PROBLEM DESCRIPTION:
Set down again exactly the lines of the listing below that fall between the line holding "pub fn client(&self)" and the line holding "impl<T: Transport> ConversionApi", inclusive.

LISTED RECORDS:
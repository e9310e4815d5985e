//! Error types for the ChemVision API client.
//!
//! # Design
//! Every non-2xx response is folded into a single [`NormalizedError`] by the
//! normalizer, and reaches callers as `ApiError::Backend`. That is the only
//! "typed" failure: the other variants cover failures that never produced a
//! usable backend answer, and user-facing code shows a fixed message for them.

use serde_json::{Map, Value};
use thiserror::Error;

/// Message shown for any failure that is not a typed backend error.
pub const UNEXPECTED_ERROR_MESSAGE: &str = "An unexpected error occurred";

/// The uniform shape of a failed backend call.
#[derive(Debug, Clone, PartialEq, Error)]
#[error("{message}")]
pub struct NormalizedError {
    pub message: String,
    pub error_code: String,
    pub correlation_id: String,
    pub status_code: u16,
    pub details: Option<Map<String, Value>>,
}

/// Errors returned by conversion operations and `ChemVisionClient` parsers.
#[derive(Debug, Error)]
pub enum ApiError {
    /// The backend answered with a non-2xx status.
    #[error(transparent)]
    Backend(NormalizedError),

    /// The request never produced a response (connection refused, DNS, ...).
    #[error("transport failed: {0}")]
    Transport(String),

    /// A 2xx body could not be deserialized into the expected type.
    #[error("deserialization failed: {0}")]
    Deserialization(String),

    /// The request payload could not be serialized to JSON.
    #[error("serialization failed: {0}")]
    Serialization(String),
}

impl ApiError {
    /// The normalized backend error, when this is a typed failure.
    pub fn as_backend(&self) -> Option<&NormalizedError> {
        match self {
            ApiError::Backend(err) => Some(err),
            _ => None,
        }
    }

    /// Text safe to show an end user. Untyped failures never leak internals.
    pub fn user_message(&self) -> &str {
        match self {
            ApiError::Backend(err) => &err.message,
            _ => UNEXPECTED_ERROR_MESSAGE,
        }
    }
}

impl From<NormalizedError> for ApiError {
    fn from(err: NormalizedError) -> Self {
        ApiError::Backend(err)
    }
}
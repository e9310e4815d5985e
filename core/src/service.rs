//! The three conversion operations, wired to a transport.

use crate::client::ChemVisionClient;
use crate::error::ApiError;
use crate::http::Transport;
use crate::types::{ConversionRequest, HealthStatus, ImageFile, NameResult, StructureResult};

/// Outcome of [`ConversionApi::convert`].
#[derive(Debug, Clone, PartialEq, Eq)]
pub enum ConversionResult {
    Structure(StructureResult),
    Name(NameResult),
}

/// What the forms need from a backend.
///
/// A non-2xx answer surfaces as `ApiError::Backend`; anything else that goes
/// wrong uses the untyped variants.
pub trait ConversionApi {
    fn image_to_structure(&self, image: &ImageFile) -> Result<StructureResult, ApiError>;

    fn name_to_structure(&self, name: &str) -> Result<StructureResult, ApiError>;

    fn structure_to_name(&self, smiles: &str) -> Result<NameResult, ApiError>;

    fn convert(&self, request: &ConversionRequest) -> Result<ConversionResult, ApiError> {
        tracing::debug!(kind = request.kind(), "converting");
        match request {
            ConversionRequest::Image(image) => self.image_to_structure(image).map(ConversionResult::Structure),
            ConversionRequest::Name(name) => self.name_to_structure(name).map(ConversionResult::Structure),
            ConversionRequest::Structure(smiles) => self.structure_to_name(smiles).map(ConversionResult::Name),
        }
    }
}

/// `ChemVisionClient` plus the transport that carries its requests.
#[derive(Debug, Clone)]
pub struct Converter<T> {
    client: ChemVisionClient,
    transport: T,
}

impl<T: Transport> Converter<T> {
    pub fn new(client: ChemVisionClient, transport: T) -> Self {
        Self { client, transport }
    }

    pub fn client(&self) -> &ChemVisionClient {
        &self.client
    }

    pub fn health(&self) -> Result<HealthStatus, ApiError> {
        let response = self.transport.send(&self.client.build_health())?;
        self.client.parse_health(response)
    }
}

impl<T: Transport> ConversionApi for Converter<T> {
    fn image_to_structure(&self, image: &ImageFile) -> Result<StructureResult, ApiError> {
        let request = self.client.build_image_to_structure(image);
        let response = self.transport.send(&request)?;
        self.client.parse_structure(response)
    }

    fn name_to_structure(&self, name: &str) -> Result<StructureResult, ApiError> {
        let request = self.client.build_name_to_structure(name)?;
        let response = self.transport.send(&request)?;
        self.client.parse_structure(response)
    }

    fn structure_to_name(&self, smiles: &str) -> Result<NameResult, ApiError> {
        let request = self.client.build_structure_to_name(smiles)?;
        let response = self.transport.send(&request)?;
        self.client.parse_name(response)
    }
}
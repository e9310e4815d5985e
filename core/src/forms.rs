//! The three conversion forms: input checks, the state machine and an API.
//!
//! Each form validates its own input, then runs exactly one conversion
//! through a [`ConversionApi`]. Nothing here knows about HTTP.

use crate::form::{Form, FormEvent, FormStatus, FormViewState, Transition};
use crate::render::render_state;
use crate::service::ConversionApi;
use crate::types::{ImageFile, NameResult, StructureResult};
use crate::validation::{validate_image, validate_name, validate_smiles, ValidationError};

/// IUPAC name → SMILES.
#[derive(Debug, Default)]
pub struct NameToStructureForm {
    form: Form<StructureResult>,
}

impl NameToStructureForm {
    pub fn new() -> Self {
        Self::default()
    }

    pub fn state(&self) -> &FormViewState<StructureResult> {
        self.form.state()
    }

    pub fn submit<A: ConversionApi + ?Sized>(&mut self, api: &A, name: &str) -> Transition {
        if let Err(err) = validate_name(name) {
            return self.form.dispatch(FormEvent::InvalidInput(err.to_string()));
        }
        self.form.run(|_| api.name_to_structure(name))
    }

    pub fn render(&self) -> String {
        render_state(self.form.state())
    }

    pub fn unmount(&mut self) {
        self.form.dispatch(FormEvent::Unmount);
    }
}

/// SMILES → IUPAC name.
#[derive(Debug, Default)]
pub struct StructureToNameForm {
    form: Form<NameResult>,
}

impl StructureToNameForm {
    pub fn new() -> Self {
        Self::default()
    }

    pub fn state(&self) -> &FormViewState<NameResult> {
        self.form.state()
    }

    pub fn submit<A: ConversionApi + ?Sized>(&mut self, api: &A, smiles: &str) -> Transition {
        if let Err(err) = validate_smiles(smiles) {
            return self.form.dispatch(FormEvent::InvalidInput(err.to_string()));
        }
        self.form.run(|_| api.structure_to_name(smiles))
    }

    pub fn render(&self) -> String {
        render_state(self.form.state())
    }

    pub fn unmount(&mut self) {
        self.form.dispatch(FormEvent::Unmount);
    }
}

/// Structure image → SMILES.
///
/// File problems surface as a top-level error, the same place a failed
/// conversion would, because the file picker has no inline message slot.
#[derive(Debug, Default)]
pub struct ImageToStructureForm {
    form: Form<StructureResult>,
    selected_file: Option<ImageFile>,
}

impl ImageToStructureForm {
    pub fn new() -> Self {
        Self::default()
    }

    pub fn state(&self) -> &FormViewState<StructureResult> {
        self.form.state()
    }

    pub fn selected_file(&self) -> Option<&ImageFile> {
        self.selected_file.as_ref()
    }

    /// Whether the submit control is enabled.
    pub fn can_submit(&self) -> bool {
        self.selected_file.is_some() && self.form.status() != FormStatus::Loading
    }

    /// Pick (or drop onto the form) a file. A rejected file is not kept.
    pub fn select_file(&mut self, file: ImageFile) -> Transition {
        if self.form.status() == FormStatus::Loading {
            return Transition::Busy;
        }
        if let Err(err) = validate_image(&file) {
            tracing::debug!(file = %file.file_name, reason = %err, "rejected image selection");
            return self.form.dispatch(FormEvent::Fail(err.to_string()));
        }
        self.selected_file = Some(file);
        self.form.dispatch(FormEvent::Reset)
    }

    /// Drop the selection along with any result or error.
    pub fn clear(&mut self) -> Transition {
        if self.form.status() == FormStatus::Loading {
            return Transition::Busy;
        }
        self.selected_file = None;
        self.form.dispatch(FormEvent::Reset)
    }

    pub fn submit<A: ConversionApi + ?Sized>(&mut self, api: &A) -> Transition {
        let Some(file) = self.selected_file.as_ref() else {
            return self
                .form
                .dispatch(FormEvent::Fail(ValidationError::NoImageSelected.to_string()));
        };
        self.form.run(|_| api.image_to_structure(file))
    }

    pub fn render(&self) -> String {
        render_state(self.form.state())
    }

    pub fn unmount(&mut self) {
        self.form.dispatch(FormEvent::Unmount);
    }
}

SOLUTION TO THE PROBLEM:
    pub fn client(&self) -> &ChemVisionClient {
        &self.client
    }

    pub fn health(&self) -> Result<HealthStatus, ApiError> {
        let response = self.transport.send(&self.client.build_health())?;
        self.client.parse_health(response)
    }
}

impl<T: Transport> ConversionApi for Converter<T> {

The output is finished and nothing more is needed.